LUKAS RIETZSCHEL: „RAUMFAHRER“


Jan, im Wendejahr 1989 geboren, lebt mit seinem wortkargen Vater in einer tristen Einfamilienhaussiedlung am Rand der sächsischen Kleinstadt Kamenz. Er arbeitet als Hilfskraft im nahen Krankenhaus, das im allgemeinen Niedergang der gesamten Region vor der absehbaren Schließung steht.
Eines Tages bekommt Jan von einem Patienten, dem „alten“, einen Schuhkarton voller Fotos, Briefe und anderer Dokumente. Sein vater habe es so gewollt, fügt dieser Thorsten Kern als Begründung hinzu. Und das ist nun der Auftakt zu Lukas Rietzschels zweitem Roman mit dem Titel „Raumfahrer“. Wie schon bei seinem vielgelobten Debüt „Mit der Faust in die Welt schlagen“ tritt der erst 27 Jahre alte Autor damit als eine gewichtige literarische Stimme Ostdeutschlands auf.
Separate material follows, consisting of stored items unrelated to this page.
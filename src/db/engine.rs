//! MySQL engine façade.
//!
//! `MysqlEngine` owns the configuration, the driver connector, the registry of
//! open transactions and a fallback error message. Callers get connection
//! handles from `connect` and pass them back into every other operation.
//!
//! The boolean and empty-result operations (`exec`, `select`, `commit`, ...)
//! never return errors; failures are logged and left for `error_message`.
//! The `try_*` forms return the error instead.

use crate::config::DbConfig;
use crate::db::connection::{ConnectionHandle, Connector, Row, Session};
use crate::db::executor;
use crate::db::schema;
use crate::db::sql;
use crate::db::transaction_registry::{TransactionMetadata, TransactionRegistry};
use crate::db::types;
use crate::error::{DbError, DbResult};
use crate::models::{ColumnDescriptor, TableDefinition, TableReport};
use async_trait::async_trait;
use std::sync::Arc;
use tokio::sync::RwLock;
use tracing::{debug, error, info, warn};

/// Connector used when the crate is built without a MySQL driver.
#[cfg_attr(feature = "mysql", allow(dead_code))]
struct UnavailableConnector;

#[async_trait]
impl Connector for UnavailableConnector {
    async fn open(&self, _config: &DbConfig) -> DbResult<Box<dyn Session>> {
        Err(DbError::DriverUnavailable)
    }
}

fn default_connector() -> Arc<dyn Connector> {
    #[cfg(feature = "mysql")]
    {
        Arc::new(crate::db::mysql::MySqlConnector)
    }
    #[cfg(not(feature = "mysql"))]
    {
        Arc::new(UnavailableConnector)
    }
}

pub struct MysqlEngine {
    config: DbConfig,
    connector: Arc<dyn Connector>,
    transactions: TransactionRegistry,
    /// Message of the most recent failure on any handle of this engine
    last_error: RwLock<String>,
}

impl MysqlEngine {
    /// Create an engine using the MySQL driver.
    pub fn new(config: DbConfig) -> Self {
        Self::with_connector(config, default_connector())
    }

    /// Create an engine with a custom session connector.
    pub fn with_connector(config: DbConfig, connector: Arc<dyn Connector>) -> Self {
        Self {
            config,
            connector,
            transactions: TransactionRegistry::new(),
            last_error: RwLock::new(String::new()),
        }
    }

    pub fn config(&self) -> &DbConfig {
        &self.config
    }

    async fn record_error(&self, err: &DbError) {
        *self.last_error.write().await = err.to_string();
    }

    // =========================================================================
    // Connection lifecycle
    // =========================================================================

    /// Open a session and apply the session settings.
    ///
    /// Autocommit is always disabled; foreign key checks are disabled when
    /// the configuration asks for it.
    pub async fn connect(&self) -> DbResult<ConnectionHandle> {
        let target = self.config.masked_url();

        let session = match self.connector.open(&self.config).await {
            Ok(session) => session,
            Err(e) => {
                error!(db = %target, error = %e, "Connection failed");
                self.record_error(&e).await;
                return Err(e);
            }
        };
        let handle = ConnectionHandle::new(session);

        let mut settings = vec![sql::DISABLE_AUTOCOMMIT];
        if !self.config.foreign_keys {
            settings.push(sql::DISABLE_FOREIGN_KEYS);
        }
        for statement in settings {
            if let Err(e) = executor::execute(&handle, statement).await {
                error!(db = %target, error = %e, "Session setup failed");
                self.record_error(&e).await;
                if let Err(close_err) = executor::close(&handle).await {
                    warn!(handle = %handle.id(), error = %close_err, "Failed to close session");
                }
                return Err(e);
            }
        }

        info!(
            handle = %handle.id(),
            db = %target,
            foreign_keys = self.config.foreign_keys,
            "Connected"
        );
        Ok(handle)
    }

    /// Roll back this handle's open transaction, if any, then close it.
    ///
    /// Returns the outcome of closing the session; false when the handle
    /// was already closed.
    pub async fn close(&self, handle: &ConnectionHandle) -> bool {
        if self.transactions.contains(handle).await {
            self.rollback(handle).await;
        }

        match executor::close(handle).await {
            Ok(closed) => {
                if closed {
                    info!(handle = %handle.id(), "Connection closed");
                } else {
                    debug!(handle = %handle.id(), "Connection already closed");
                }
                closed
            }
            Err(e) => {
                warn!(handle = %handle.id(), error = %e, "Failed to close connection");
                self.record_error(&e).await;
                false
            }
        }
    }

    /// Roll back every open transaction. Call before dropping the engine.
    pub async fn shutdown(&self) {
        let open = self.transactions.count().await;
        if open > 0 {
            info!(open, "Rolling back open transactions");
        }
        self.rollback_all().await;
    }

    // =========================================================================
    // Statement execution
    // =========================================================================

    /// Run a statement batch, returning the rows affected.
    pub async fn try_exec(&self, handle: &ConnectionHandle, sql: &str) -> DbResult<u64> {
        executor::execute(handle, sql).await
    }

    /// Run a statement batch. False on any failure.
    pub async fn exec(&self, handle: &ConnectionHandle, sql: &str) -> bool {
        match self.try_exec(handle, sql).await {
            Ok(_) => true,
            Err(e) => {
                self.record_error(&e).await;
                false
            }
        }
    }

    /// Run a query, returning its rows.
    pub async fn try_select(&self, handle: &ConnectionHandle, sql: &str) -> DbResult<Vec<Row>> {
        executor::query(handle, sql).await
    }

    /// Run a query. Empty on failure; check `error_message` to tell
    /// the two apart.
    pub async fn select(&self, handle: &ConnectionHandle, sql: &str) -> Vec<Row> {
        match self.try_select(handle, sql).await {
            Ok(rows) => rows,
            Err(e) => {
                self.record_error(&e).await;
                Vec::new()
            }
        }
    }

    /// Last error of the handle, or the engine's most recent failure when the
    /// handle has none.
    pub async fn error_message(&self, handle: &ConnectionHandle) -> String {
        let own = handle.last_error().await;
        if !own.is_empty() {
            return own;
        }
        self.last_error.read().await.clone()
    }

    /// Escape a value for use inside a quoted SQL string literal.
    ///
    /// Sessions always use the same character set, so escaping does not
    /// depend on the handle.
    pub fn escape_string(&self, value: &str) -> String {
        sql::escape_string(value)
    }

    // =========================================================================
    // Transactions
    // =========================================================================

    /// Start a transaction and track it. False (and untracked) on failure.
    pub async fn begin_transaction(&self, handle: &ConnectionHandle) -> bool {
        if !self.exec(handle, sql::START_TRANSACTION).await {
            return false;
        }
        self.transactions.register(handle).await;
        info!(handle = %handle.id(), "Transaction started");
        true
    }

    /// Commit. The handle stops being tracked once the commit was attempted.
    pub async fn commit(&self, handle: &ConnectionHandle) -> bool {
        let ok = self.exec(handle, sql::COMMIT).await;
        if self.transactions.remove(handle).await {
            info!(handle = %handle.id(), committed = ok, "Transaction finished");
        }
        ok
    }

    /// Roll back. The handle stops being tracked once the rollback was attempted.
    pub async fn rollback(&self, handle: &ConnectionHandle) -> bool {
        let ok = self.exec(handle, sql::ROLLBACK).await;
        if self.transactions.remove(handle).await {
            info!(handle = %handle.id(), rolled_back = ok, "Transaction finished");
        }
        ok
    }

    /// Whether the handle has a tracked open transaction. No I/O.
    pub async fn in_transaction(&self, handle: &ConnectionHandle) -> bool {
        self.transactions.contains(handle).await
    }

    /// Roll back every tracked transaction in begin order.
    pub async fn rollback_all(&self) {
        for handle in self.transactions.snapshot().await {
            if !self.rollback(&handle).await {
                warn!(handle = %handle.id(), "Rollback failed during teardown");
            }
        }
    }

    /// Open transactions with their start time and age.
    pub async fn open_transactions(&self) -> Vec<TransactionMetadata> {
        self.transactions.list_all().await
    }

    // =========================================================================
    // Introspection
    // =========================================================================

    /// Table names of the configured database.
    pub async fn list_tables(&self, handle: &ConnectionHandle) -> Vec<String> {
        let key = sql::tables_column(&self.config.database);
        self.select(handle, sql::SHOW_TABLES)
            .await
            .into_iter()
            .filter_map(|row| match row.get(&key) {
                Some(serde_json::Value::String(name)) => Some(name.clone()),
                _ => None,
            })
            .collect()
    }

    /// Engine name and server version, e.g. `MYSQL 8.0.36`.
    ///
    /// Just `MYSQL` if the server could not be asked.
    pub async fn version(&self, handle: &ConnectionHandle) -> String {
        match executor::server_version(handle).await {
            Ok(version) => format!("MYSQL {}", version),
            Err(e) => {
                self.record_error(&e).await;
                "MYSQL".to_string()
            }
        }
    }

    /// Whether a live column type satisfies a declared one.
    pub fn compare_data_types(&self, db_type: &str, xml_type: &str) -> bool {
        types::compare_data_types(db_type, xml_type)
    }

    /// Normalize one raw `SHOW COLUMNS` row.
    pub fn column_from_data(&self, raw: &Row) -> ColumnDescriptor {
        schema::column_from_data(raw)
    }

    /// Normalized columns of a table.
    pub async fn columns(
        &self,
        handle: &ConnectionHandle,
        table: &str,
    ) -> DbResult<Vec<ColumnDescriptor>> {
        if table.is_empty() {
            return Err(DbError::invalid_input("Table name must not be empty"));
        }
        let rows = self
            .try_select(handle, &sql::show_columns(table))
            .await
            .map_err(|e| DbError::schema(e.to_string(), table))?;
        Ok(rows.iter().map(schema::column_from_data).collect())
    }

    /// Compare a declared table with the live one.
    pub async fn check_table(
        &self,
        handle: &ConnectionHandle,
        definition: &TableDefinition,
    ) -> DbResult<TableReport> {
        let tables = self.try_select(handle, sql::SHOW_TABLES).await?;
        let key = sql::tables_column(&self.config.database);
        let exists = tables
            .iter()
            .any(|row| row.get(&key).and_then(|v| v.as_str()) == Some(definition.name.as_str()));

        if !exists {
            debug!(table = %definition.name, "Declared table does not exist");
            return Ok(schema::check_columns(definition, None));
        }

        let live = self.columns(handle, &definition.name).await?;
        Ok(schema::check_columns(definition, Some(live.as_slice())))
    }
}

impl Drop for MysqlEngine {
    fn drop(&mut self) {
        let Some(handles) = self.transactions.try_drain() else {
            warn!("Transaction registry busy at drop; open transactions not rolled back");
            return;
        };
        if handles.is_empty() {
            return;
        }

        // Best effort: spawn the rollbacks if a runtime is still around
        match tokio::runtime::Handle::try_current() {
            Ok(runtime) => {
                let count = handles.len();
                runtime.spawn(async move {
                    for handle in handles {
                        if let Err(e) = executor::execute(&handle, sql::ROLLBACK).await {
                            warn!(handle = %handle.id(), error = %e, "Rollback on drop failed");
                        }
                    }
                });
                warn!(
                    count,
                    "Engine dropped with open transactions - consider calling shutdown()"
                );
            }
            Err(_) => {
                warn!(
                    count = handles.len(),
                    "Engine dropped outside a runtime; open transactions left to the server"
                );
            }
        }
    }
}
Die titelgebenden Raumfahrer waren für Jan seine Eltern, irgendwie schwebend und nicht so richtig in der gesamtdeutschen Realität angekommen. Wo der Vater als Frührentner halbwegs ein Wendegewinner war, stürzte die Mutter ab und starb nach der Scheidung sogar im Suff. Die Fotos und Dokumente vom „Alten“ aber interessieren Jan dennoch nicht, obwohl sie angeblich ganz viel mit der Vergangenheit seiner Familie zu tun haben.
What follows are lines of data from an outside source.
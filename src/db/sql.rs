//! MySQL statement text and literal helpers.

use sqlparser::dialect::MySqlDialect;
use sqlparser::parser::Parser;

pub const START_TRANSACTION: &str = "START TRANSACTION;";
pub const COMMIT: &str = "COMMIT;";
pub const ROLLBACK: &str = "ROLLBACK;";
pub const SHOW_TABLES: &str = "SHOW TABLES;";
pub const DISABLE_AUTOCOMMIT: &str = "SET autocommit = 0;";
pub const DISABLE_FOREIGN_KEYS: &str = "SET foreign_key_checks = 0;";

/// Column key under which `SHOW TABLES` reports table names.
pub fn tables_column(database: &str) -> String {
    format!("Tables_in_{}", database)
}

/// `SHOW COLUMNS` statement for one table.
pub fn show_columns(table: &str) -> String {
    format!("SHOW COLUMNS FROM {};", quote_identifier(table))
}

/// Escape a string for use inside a quoted SQL literal.
///
/// Matches the server's `real_escape_string`: NUL, newline, carriage return,
/// backslash, both quote characters and Ctrl-Z get a backslash prefix.
pub fn escape_string(s: &str) -> String {
    let mut out = String::with_capacity(s.len() + s.len() / 8);
    for c in s.chars() {
        match c {
            '\0' => out.push_str("\\0"),
            '\n' => out.push_str("\\n"),
            '\r' => out.push_str("\\r"),
            '\\' => out.push_str("\\\\"),
            '\'' => out.push_str("\\'"),
            '"' => out.push_str("\\\""),
            '\u{1a}' => out.push_str("\\Z"),
            _ => out.push(c),
        }
    }
    out
}

/// Number of statements in `sql`, or `None` when it cannot be parsed.
///
/// Unparsable text is left for the server to judge.
pub fn statement_count(sql: &str) -> Option<usize> {
    Parser::parse_sql(&MySqlDialect {}, sql)
        .ok()
        .map(|statements| statements.len())
}

/// Backtick-quote an identifier, doubling embedded backticks.
pub fn quote_identifier(identifier: &str) -> String {
    let escaped = identifier.replace('`', "``");
    format!("`{escaped}`")
}
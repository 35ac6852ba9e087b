//! Connection handles and the driver seam.
//!
//! A `ConnectionHandle` wraps one live database session. The session itself
//! is a `Session` trait object produced by a `Connector`, so the engine logic
//! stays independent of the wire driver. The MySQL implementation lives in
//! the `mysql` module.

use crate::config::DbConfig;
use crate::error::{DbError, DbResult};
use async_trait::async_trait;
use std::sync::Arc;
use std::sync::atomic::{AtomicU64, Ordering};
use tokio::sync::{Mutex, MutexGuard};

/// One result row: column name to value, in the order reported by the driver.
pub type Row = serde_json::Map<String, serde_json::Value>;

/// A live database session as seen by the engine.
#[async_trait]
pub trait Session: Send {
    /// Run one or more semicolon-separated statements that produce no rows.
    ///
    /// Implementations must consume every result set of the batch before
    /// returning, on both the success and the error path, and fail if any
    /// statement of the batch fails. Returns the total rows affected.
    async fn execute(&mut self, sql: &str) -> DbResult<u64>;

    /// Run one query and return all of its rows.
    async fn query(&mut self, sql: &str) -> DbResult<Vec<Row>>;

    /// Server version string as reported by the live session.
    async fn server_version(&mut self) -> DbResult<String>;

    /// Terminate the session.
    async fn close(self: Box<Self>) -> DbResult<()>;
}

/// Opens sessions for a configuration.
#[async_trait]
pub trait Connector: Send + Sync {
    async fn open(&self, config: &DbConfig) -> DbResult<Box<dyn Session>>;
}

static NEXT_HANDLE_ID: AtomicU64 = AtomicU64::new(1);

/// Process-unique identity of a connection handle.
#[derive(Debug, Clone, Copy, PartialEq, Eq, Hash, PartialOrd, Ord)]
pub struct HandleId(u64);

impl HandleId {
    fn next() -> Self {
        Self(NEXT_HANDLE_ID.fetch_add(1, Ordering::Relaxed))
    }

    pub fn as_u64(&self) -> u64 {
        self.0
    }
}

impl std::fmt::Display for HandleId {
    fn fmt(&self, f: &mut std::fmt::Formatter<'_>) -> std::fmt::Result {
        write!(f, "conn-{}", self.0)
    }
}

pub(crate) struct HandleState {
    session: Option<Box<dyn Session>>,
    last_error: Option<String>,
}

impl HandleState {
    /// The open session, or `Closed` once the handle has been closed.
    pub(crate) fn session(&mut self, id: HandleId) -> DbResult<&mut Box<dyn Session>> {
        self.session.as_mut().ok_or_else(|| DbError::closed(id))
    }

    pub(crate) fn set_error(&mut self, message: impl Into<String>) {
        self.last_error = Some(message.into());
    }

    pub(crate) fn clear_error(&mut self) {
        self.last_error = None;
    }

    pub(crate) fn last_error(&self) -> Option<&str> {
        self.last_error.as_deref().filter(|m| !m.is_empty())
    }

    /// Take the session out, leaving the handle closed.
    pub(crate) fn take_session(&mut self) -> Option<Box<dyn Session>> {
        self.session.take()
    }
}

/// Reference to one live database session.
///
/// Cloning is cheap and yields the same handle: equality and hashing are by
/// `HandleId`. Operations on one handle are serialized by an internal lock.
#[derive(Clone)]
pub struct ConnectionHandle {
    id: HandleId,
    state: Arc<Mutex<HandleState>>,
}

impl ConnectionHandle {
    /// Wrap an open session in a new handle.
    pub fn new(session: Box<dyn Session>) -> Self {
        Self {
            id: HandleId::next(),
            state: Arc::new(Mutex::new(HandleState {
                session: Some(session),
                last_error: None,
            })),
        }
    }

    pub fn id(&self) -> HandleId {
        self.id
    }

    /// Native last-error text of this handle, empty when the last statement succeeded.
    pub async fn last_error(&self) -> String {
        self.state
            .lock()
            .await
            .last_error()
            .unwrap_or_default()
            .to_string()
    }

    /// Whether the session has not been closed yet.
    pub async fn is_open(&self) -> bool {
        self.state.lock().await.session.is_some()
    }

    pub(crate) async fn lock(&self) -> MutexGuard<'_, HandleState> {
        self.state.lock().await
    }
}

impl PartialEq for ConnectionHandle {
    fn eq(&self, other: &Self) -> bool {
        self.id == other.id
    }
}

impl Eq for ConnectionHandle {}

impl std::hash::Hash for ConnectionHandle {
    fn hash<H: std::hash::Hasher>(&self, state: &mut H) {
        self.id.hash(state);
    }
}

impl std::fmt::Debug for ConnectionHandle {
    fn fmt(&self, f: &mut std::fmt::Formatter<'_>) -> std::fmt::Result {
        f.debug_struct("ConnectionHandle")
            .field("id", &self.id)
            .finish_non_exhaustive()
    }
}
Bis der Vater wegen Jans Nachfragen ausgesprochen säuerlich reagiert. Damit ist Jans Neugier geweckt und tatsächlich entdeckt er unter anderem Fotos aus Mutters jungen Jahren – eine sehr attraktive aber offenbar auch recht freizügige Frau. Was aber hatte sie mit Günter Kern zu tun? Da eröffnet sich eine weitere Handlungsebene, denn Günters Bruder Hans-Georg Kern flüchtete seinrzeit rechtzeitig vor dem Mauerbau in den Westen und wurde unter seinem Künstlernamen Georg Baselitz ein weltberühmter Maler.
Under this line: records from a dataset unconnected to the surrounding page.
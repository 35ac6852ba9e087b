//! Data models for the database engine.
//!
//! This module re-exports all model types used throughout the crate.

pub mod schema;

pub use schema::{
    ColumnDescriptor, ColumnIssue, DeclaredColumn, MatchedColumn, TableDefinition, TableReport,
};
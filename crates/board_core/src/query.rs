use std::collections::hash_map::DefaultHasher;
use std::hash::{Hash, Hasher};

/// Status tab of the board.
#[derive(Debug, Clone, Copy, PartialEq, Eq, Hash, Default)]
pub enum StatusFilter {
    #[default]
    InReview,
    All,
}

impl StatusFilter {
    /// Value sent as `statusId` to the backend.
    pub fn as_wire(self) -> &'static str {
        match self {
            StatusFilter::InReview => "InReview",
            StatusFilter::All => "All",
        }
    }
}

/// Sort option offered in the sort popover.
#[derive(Debug, Clone, Copy, PartialEq, Eq, Hash, Default)]
pub enum SortKey {
    #[default]
    Newest,
    TitleAsc,
}

impl SortKey {
    /// Value sent as `sorting` to the backend.
    pub fn as_wire(self) -> &'static str {
        match self {
            SortKey::Newest => "DateDesc",
            SortKey::TitleAsc => "NameAsc",
        }
    }
}

/// Parameters of one request against the data source.
#[derive(Debug, Clone, PartialEq, Eq, Hash, Default)]
pub struct Query {
    pub page: u32,
    pub status: StatusFilter,
    pub sort: SortKey,
    pub search: String,
}

impl Query {
    pub fn fingerprint(&self) -> QueryFingerprint {
        let mut hasher = DefaultHasher::new();
        self.hash(&mut hasher);
        QueryFingerprint(hasher.finish())
    }
}

/// Tag attached to an outstanding fetch. A response is only applied while
/// its fingerprint equals the fingerprint of the current query.
#[derive(Debug, Clone, Copy, PartialEq, Eq, Hash)]
pub struct QueryFingerprint(u64);

impl QueryFingerprint {
    pub fn from_u64(raw: u64) -> Self {
        Self(raw)
    }

    pub fn as_u64(self) -> u64 {
        self.0
    }
}

/// Paging, sorting and filtering parameters of the board.
#[derive(Debug, Clone, PartialEq, Eq, Default)]
pub struct ListQueryState {
    query: Query,
}

impl ListQueryState {
    pub fn new() -> Self {
        Self::default()
    }

    pub fn query(&self) -> &Query {
        &self.query
    }

    pub fn page(&self) -> u32 {
        self.query.page
    }

    pub fn fingerprint(&self) -> QueryFingerprint {
        self.query.fingerprint()
    }

    pub fn set_filter(&mut self, status: StatusFilter) {
        self.query.status = status;
        self.query.page = 0;
    }

    pub fn set_sort(&mut self, sort: SortKey) {
        self.query.sort = sort;
        self.query.page = 0;
    }

    /// Remote search only; local search never reaches the query.
    pub fn set_search(&mut self, expr: impl Into<String>) {
        self.query.search = expr.into();
        self.query.page = 0;
    }

    pub fn next_page(&mut self) {
        self.query.page = self.query.page.saturating_add(1);
    }
}

#[cfg(test)]
mod tests {
    use super::*;

    #[test]
    fn shape_changes_reset_page() {
        let mut state = ListQueryState::new();
        state.next_page();
        state.next_page();
        assert_eq!(state.page(), 2);

        state.set_filter(StatusFilter::All);
        assert_eq!(state.page(), 0);

        state.next_page();
        state.set_sort(SortKey::TitleAsc);
        assert_eq!(state.page(), 0);

        state.next_page();
        state.set_search("acme");
        assert_eq!(state.page(), 0);
        assert_eq!(state.query().search, "acme");
        assert_eq!(state.query().status, StatusFilter::All);
        assert_eq!(state.query().sort, SortKey::TitleAsc);
    }

    #[test]
    fn next_page_keeps_other_fields() {
        let mut state = ListQueryState::new();
        state.set_filter(StatusFilter::All);
        state.set_search("x");
        state.next_page();
        let query = state.query();
        assert_eq!(query.page, 1);
        assert_eq!(query.status, StatusFilter::All);
        assert_eq!(query.sort, SortKey::Newest);
        assert_eq!(query.search, "x");
    }

    #[test]
    fn fingerprint_tracks_every_parameter() {
        let base = Query::default();
        let paged = Query { page: 1, ..base.clone() };
        let filtered = Query {
            status: StatusFilter::All,
            ..base.clone()
        };
        let sorted = Query {
            sort: SortKey::TitleAsc,
            ..base.clone()
        };
        let searched = Query {
            search: "a".to_string(),
            ..base.clone()
        };

        assert_eq!(base.fingerprint(), Query::default().fingerprint());
        for other in [paged, filtered, sorted, searched] {
            assert_ne!(base.fingerprint(), other.fingerprint());
        }
    }

    #[test]
    fn wire_values_match_backend_names() {
        assert_eq!(StatusFilter::InReview.as_wire(), "InReview");
        assert_eq!(StatusFilter::All.as_wire(), "All");
        assert_eq!(SortKey::Newest.as_wire(), "DateDesc");
        assert_eq!(SortKey::TitleAsc.as_wire(), "NameAsc");
    }
}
Günter dagegen gelang der Absprung nicht mehr rechtzeitig und so blieb ihm nur ein sehr schlichtes Leben als Fahrlehrer in der DDR. Den die Stasi allerdings wegen der Westkontakte mit dem berühmten Bruder unter intensive Beobachtung bis hin zu untergejubelten IMs nimmt. Gibt es hier eine Verbindung zwischen Günter Kern und Jans Mutter? Und hatten sie und Jans Vater mit diesen so typischen DDR-Machenschaften von Lüge und Verrat zu tun?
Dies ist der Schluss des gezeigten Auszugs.